Is the NFIP Doomed?

When the National Flood Insurance Program was extended for another year earlier this month, it was tempting to view it as more of a stay of execution than a new lease on life. Yet, after two years worth of 90-day extensions and the occasional lapse in the program, the year-long extension seems positively indulgent.

The NFIP has limped along for several reasons. One is the contentious issue of whether to include coverage for wind damage in the program. This disagreement essentially boils down to a shoving match between the insurance industry and legislators representing coastal districts such as Rep. Gene Taylor, (D.-Miss.) who were less than enamored with industry claims practices following Hurricane Katrina. While Taylor’s efforts to establish a multi-peril federal insurance backstop were largely thwarted in the last congressional session, they may well reappear in the next.

The perhaps more consequential issue revolves around the program’s finances. A 2008 report by the U.S. Government Accountability Office (GAO) concluded that the NFIP owes the U.S. Treasury $17 billion, and is ill equipped to meet losses in the event of a future catastrophe.

According to a recent study by the Santa Monica, Calif.-based Rand Corp., the state of the programs dire finances can be traced back to the fact that the premiums paid by homeowners are insufficient to cover the cost of the program. “Subsidies in the NFIP have also been substantial,” the study states. “Authorized by Congress when the program was established in 1968, these subsidies apply to about 20 percent of insured properties and cost the program over $1 billion per year. Because the NFIP has not been allowed to charge full premiums and build up a reserve, it had to borrow $20 billion from the U.S. Treasury following hurricanes Katrina and Rita. In effect, these subsidies require federal taxpayers to transfer funds to residents holding flood insurance policies.”

Moreover, the report concludes that the program is a classic example of moral hazard-- encouraging homeowners, builders and insurers to take on risk they would otherwise avoid. “Because the premiums do not reflect expected losses, they do not provide appropriate incentives to avoid construction in high-risk areas or to build structures that can withstand powerful winds,” the report states.

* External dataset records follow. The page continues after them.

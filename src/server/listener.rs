use std::io::{self, Write};
use std::net::{SocketAddr, TcpListener, TcpStream};

use anyhow::Context;
use tracing::info;

/// Sent to clients accepted while the server is at its connection limit.
pub const BUSY_MESSAGE: &[u8] = b"Internal server busy";

/// Binds the listening socket in non-blocking mode. Failure is fatal.
pub fn bind(addr: &str) -> anyhow::Result<TcpListener> {
    let listener = TcpListener::bind(addr).with_context(|| format!("Failed to bind {addr}"))?;
    listener
        .set_nonblocking(true)
        .context("Failed to make listener non-blocking")?;
    info!("Listening on {}", listener.local_addr().context("listener has no address")?);
    Ok(listener)
}

/// Accepts every pending connection on a non-blocking listener.
///
/// Needed with edge-triggered registration: one readiness event may stand
/// for several queued connections. Returns how many were accepted.
pub fn accept_pending(
    listener: &TcpListener,
    mut on_accept: impl FnMut(TcpStream, SocketAddr),
) -> usize {
    let mut accepted = 0;
    loop {
        match listener.accept() {
            Ok((stream, peer)) => {
                accepted += 1;
                on_accept(stream, peer);
            }
            Err(e) if e.kind() == io::ErrorKind::WouldBlock => return accepted,
            Err(e) if e.kind() == io::ErrorKind::Interrupted => continue,
            Err(e) => {
                tracing::error!(error = %e, "Failed to accept connection");
                return accepted;
            }
        }
    }
}

/// Tells an over-limit client we are busy and drops it.
pub fn reject_busy(mut stream: TcpStream, peer: SocketAddr) {
    tracing::warn!(peer = %peer, "Connection limit reached, rejecting client");
    if let Err(e) = stream.write_all(BUSY_MESSAGE) {
        tracing::debug!(peer = %peer, error = %e, "Failed to send busy notice");
    }
}
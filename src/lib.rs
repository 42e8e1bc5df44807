//! Sentinel httpd - static file server core
//!
//! An epoll-driven HTTP/1.1 server with two interchangeable concurrency
//! architectures: a worker-thread pool sharing one reactor, and a pre-forked
//! pool of single-threaded worker processes.

pub mod config;
pub mod http;
pub mod pool;
pub mod process;
pub mod reactor;
pub mod server;
pub mod sync;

Ouch. In a bailout-fatigued and increasingly deficit-conscious political climate, the case for extending the NFIP without requiring the beneficiaries of the programs to shoulder more of its financial burden seems a tough one to make. While staking a position on wind coverage doesn’t risk much political blowback, asking taxpayers to bailout a program that benefits a relatively small section of the public and the insurance industry does. However, the relative obscurity of the NFIP outside the insurance industry likely insulates it from becoming a political football.

Yet, this hardly solves the matter. Indeed unless all parties with a stake in the NFIP—property/casualty insurers, reinsurers, homeowners, the Federal Emergency Management Agency—come to the table ready to face reality and fundamentally alter the way the program is funded and administrated, we’ll be back to 90-day extensions before long.

Bill Kenealy is a senior editor with Insurance Networking News.